Thursday, August 5, 2010: 2:00 PM
Grand C (Hyatt Regency San Francisco)
Mary J. Dunlop, Heather L. Szmidt, Cheng Chu, Jay D. Keasling, Masood Hadi and Aindrila Mukhopadhyay, Joint Bioenergy Institute, Emeryville, CA
Many compounds being considered as candidates for next generation biofuels are toxic to microorganisms. This introduces an undesirable trade-off when engineering metabolic pathways for biofuel production because strains must balance production against survival. Cellular export systems, such as efflux pumps, provide a direct mechanism for reducing biofuel toxicity.

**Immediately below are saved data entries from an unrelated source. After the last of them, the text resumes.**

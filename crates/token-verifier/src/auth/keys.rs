//! Cache of the issuer's signing keys.
//!
//! The issuer publishes its current signing certificates as a JSON object of
//! key ID to PEM-encoded X.509 certificate. The response's
//! `Cache-Control: max-age=<seconds>` is the only refresh signal.
//!
//! # Concurrency
//!
//! A single async mutex is held across "check expiry -> refresh -> snapshot".
//! Concurrent callers that arrive during a refresh wait for it and then see
//! the new set, so there is at most one fetch per expiry. Snapshots are
//! `Arc<[SigningKey]>` and are never mutated; a refresh replaces the whole
//! set.
//!
//! # Availability
//!
//! A failed refresh never discards keys: if anything is cached, the stale
//! set is served and the error is only logged. The error reaches the caller
//! only when nothing has ever been fetched successfully.

use crate::errors::KeyCacheError;
use crate::http::HttpClient;
use jsonwebtoken::DecodingKey;
use std::collections::BTreeMap;
use std::fmt;
use std::sync::Arc;
use std::time::{Duration, Instant};
use tokio::sync::Mutex;
use tracing::instrument;
use x509_parser::pem::parse_x509_pem;
use x509_parser::public_key::PublicKey;

/// Endpoint publishing the ID token signing certificates.
pub const DEFAULT_PUBLIC_KEYS_URL: &str =
    "https://www.googleapis.com/robot/v1/metadata/x509/securetoken@system.gserviceaccount.com";

/// Upper bound applied to `max-age` so expiry arithmetic cannot overflow.
const MAX_CACHE_TTL: Duration = Duration::from_secs(365 * 24 * 60 * 60);

/// An issuer RSA public key and its key ID.
#[derive(Clone)]
pub struct SigningKey {
    kid: String,
    key: DecodingKey,
}

impl SigningKey {
    /// Key ID the issuer published this certificate under.
    pub fn kid(&self) -> &str {
        &self.kid
    }

    /// Key material for RS256 verification.
    pub fn decoding_key(&self) -> &DecodingKey {
        &self.key
    }
}

impl fmt::Debug for SigningKey {
    fn fmt(&self, f: &mut fmt::Formatter<'_>) -> fmt::Result {
        f.debug_struct("SigningKey")
            .field("kid", &self.kid)
            .finish_non_exhaustive()
    }
}

/// Result of a successful fetch, before it is installed in the cache.
#[derive(Debug)]
pub struct FetchedKeys {
    /// Keys in key ID order.
    pub keys: Vec<SigningKey>,

    /// How long the keys may be cached.
    pub ttl: Duration,
}

/// Mutable cache state. Only touched with the mutex held.
struct CacheState {
    keys: Arc<[SigningKey]>,

    /// `None` until the first successful refresh.
    expires_at: Option<Instant>,
}

impl CacheState {
    fn is_fresh(&self, now: Instant) -> bool {
        !self.keys.is_empty() && self.expires_at.is_some_and(|expires_at| now < expires_at)
    }

    fn install(&mut self, fetched: FetchedKeys) {
        let now = Instant::now();
        self.keys = fetched.keys.into();
        self.expires_at = Some(now + fetched.ttl.min(MAX_CACHE_TTL));
    }
}

/// Process-wide cache of the issuer's signing keys.
///
/// Construct once at startup and share via `Arc` with every verifier.
pub struct KeyCache {
    keys_url: String,
    state: Mutex<CacheState>,
}

impl Default for KeyCache {
    fn default() -> Self {
        Self::new()
    }
}

impl fmt::Debug for KeyCache {
    fn fmt(&self, f: &mut fmt::Formatter<'_>) -> fmt::Result {
        f.debug_struct("KeyCache")
            .field("keys_url", &self.keys_url)
            .finish_non_exhaustive()
    }
}

impl KeyCache {
    /// Create an empty cache for the default key endpoint.
    pub fn new() -> Self {
        Self::with_url(DEFAULT_PUBLIC_KEYS_URL)
    }

    /// Create an empty cache for a custom key endpoint.
    pub fn with_url(keys_url: impl Into<String>) -> Self {
        Self {
            keys_url: keys_url.into(),
            state: Mutex::new(CacheState {
                keys: Arc::from(Vec::new()),
                expires_at: None,
            }),
        }
    }

    /// URL the keys are fetched from.
    pub fn keys_url(&self) -> &str {
        &self.keys_url
    }

    /// Return the current signing keys, refreshing them first if they are
    /// missing or expired.
    ///
    /// # Errors
    ///
    /// Returns the refresh error only when the cache has never been
    /// populated. With keys cached, a failed refresh serves the stale set.
    #[instrument(skip_all, fields(url = %self.keys_url))]
    pub async fn get_keys(
        &self,
        http: &dyn HttpClient,
    ) -> Result<Arc<[SigningKey]>, KeyCacheError> {
        let mut state = self.state.lock().await;

        if state.is_fresh(Instant::now()) {
            tracing::debug!(target: "verifier.keys", key_count = state.keys.len(), "Public key cache hit");
            return Ok(Arc::clone(&state.keys));
        }

        match fetch_keys(http, &self.keys_url).await {
            Ok(fetched) => {
                tracing::info!(
                    target: "verifier.keys",
                    key_count = fetched.keys.len(),
                    ttl_secs = fetched.ttl.as_secs(),
                    "Public key cache refreshed"
                );
                state.install(fetched);
                Ok(Arc::clone(&state.keys))
            }
            // expires_at stays in the past, so the next call retries the fetch.
            Err(e) if !state.keys.is_empty() => {
                tracing::warn!(
                    target: "verifier.keys",
                    error = %e,
                    key_count = state.keys.len(),
                    "Public key refresh failed, serving stale keys"
                );
                Ok(Arc::clone(&state.keys))
            }
            Err(e) => {
                tracing::error!(target: "verifier.keys", error = %e, "Public key fetch failed with empty cache");
                Err(e)
            }
        }
    }

    /// Refresh regardless of expiry.
    ///
    /// # Errors
    ///
    /// Any refresh error is returned and the cached keys are left untouched.
    #[instrument(skip_all, fields(url = %self.keys_url))]
    pub async fn force_refresh(
        &self,
        http: &dyn HttpClient,
    ) -> Result<Arc<[SigningKey]>, KeyCacheError> {
        let mut state = self.state.lock().await;
        let fetched = fetch_keys(http, &self.keys_url).await?;
        tracing::info!(
            target: "verifier.keys",
            key_count = fetched.keys.len(),
            ttl_secs = fetched.ttl.as_secs(),
            "Public key cache force-refreshed"
        );
        state.install(fetched);
        Ok(Arc::clone(&state.keys))
    }

    /// Whether keys are cached and within their TTL.
    pub async fn is_fresh(&self) -> bool {
        self.state.lock().await.is_fresh(Instant::now())
    }
}

/// Fetch and parse the key set. Has no cache side effects; the caller
/// decides what to do with the outcome.
///
/// # Errors
///
/// - `Transport` - the request failed
/// - `UnexpectedStatus` - status other than 200
/// - `InvalidKeySet` / `KeyParse` - body could not be turned into RSA keys
/// - `MissingTtl` - no usable `max-age`
pub async fn fetch_keys(http: &dyn HttpClient, url: &str) -> Result<FetchedKeys, KeyCacheError> {
    tracing::debug!(target: "verifier.keys", url = %url, "Fetching public keys");

    let response = http.get(url).await?;

    if response.status != 200 {
        tracing::error!(
            target: "verifier.keys",
            status = response.status,
            "Public key endpoint returned error"
        );
        return Err(KeyCacheError::UnexpectedStatus {
            status: response.status,
            body: response.body,
        });
    }

    let keys = parse_public_keys(&response.body)?;
    let ttl = find_max_age(response.header("cache-control"))?;

    Ok(FetchedKeys { keys, ttl })
}

/// Parse a `{ kid: pem_certificate }` document. All or nothing: one bad
/// certificate fails the whole set.
///
/// # Errors
///
/// `InvalidKeySet` if the body is not a non-empty JSON object of strings,
/// `KeyParse` if any certificate is unusable.
pub fn parse_public_keys(body: &str) -> Result<Vec<SigningKey>, KeyCacheError> {
    let entries: BTreeMap<String, String> = serde_json::from_str(body).map_err(|e| {
        tracing::error!(target: "verifier.keys", error = %e, "Failed to parse public key response");
        KeyCacheError::InvalidKeySet(e.to_string())
    })?;

    if entries.is_empty() {
        return Err(KeyCacheError::InvalidKeySet(
            "response contains no keys".to_string(),
        ));
    }

    entries
        .iter()
        .map(|(kid, pem)| parse_public_key(kid, pem))
        .collect()
}

/// Extract the RSA public key from one PEM-encoded X.509 certificate.
///
/// # Errors
///
/// `KeyParse` if the PEM is malformed, the certificate cannot be parsed,
/// or its key is not RSA.
pub fn parse_public_key(kid: &str, pem: &str) -> Result<SigningKey, KeyCacheError> {
    let key_error = |reason: String| KeyCacheError::KeyParse {
        kid: kid.to_string(),
        reason,
    };

    let (_, pem) =
        parse_x509_pem(pem.as_bytes()).map_err(|e| key_error(format!("invalid PEM: {e}")))?;
    let cert = pem
        .parse_x509()
        .map_err(|e| key_error(format!("invalid certificate: {e}")))?;

    let spki = cert.public_key();
    match spki.parsed() {
        Ok(PublicKey::RSA(_)) => {}
        Ok(_) => return Err(key_error("certificate is not a RSA key".to_string())),
        Err(e) => return Err(key_error(format!("invalid public key: {e}"))),
    }

    Ok(SigningKey {
        kid: kid.to_string(),
        key: DecodingKey::from_rsa_der(&spki.subject_public_key.data),
    })
}

/// Find `max-age=<seconds>` in a `Cache-Control` value.
///
/// Directives are comma-separated and trimmed; the directive name match is
/// case-sensitive and the first one wins, even if its value is invalid.
///
/// # Errors
///
/// `MissingTtl` if the header is absent, has no `max-age`, or the value is
/// not a base-10 integer.
pub fn find_max_age(cache_control: Option<&str>) -> Result<Duration, KeyCacheError> {
    let value = cache_control
        .unwrap_or_default()
        .split(',')
        .map(str::trim)
        .find_map(|directive| directive.strip_prefix("max-age="))
        .ok_or(KeyCacheError::MissingTtl)?;

    let seconds: u64 = value.parse().map_err(|e| {
        tracing::error!(target: "verifier.keys", value = %value, error = %e, "Invalid max-age directive");
        KeyCacheError::MissingTtl
    })?;

    Ok(Duration::from_secs(seconds))
}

To identify novel biofuel pumps, we constructed a library of heterologously expressed efflux pumps in E. coli and tested it against a representative set of biofuel candidates. In order to efficiently screen for improved tolerance, we devised a competitive growth assay to identify pumps that improved survival. A computational model suggests that competitive exclusion will result in a dramatic overrepresentation of strains containing beneficial pumps. We tested these predictions experimentally, finding that in the presence of a stressor, beneficial pumps quickly distinguish themselves. We identify specific efflux pumps that confer resistance to biofuel candidates. Several pumps discovered using this strategy have never been characterized for biofuel tolerance. The end goal of this study is to develop host microbes that are not limited by toxicity for the production of higher levels of biofuel.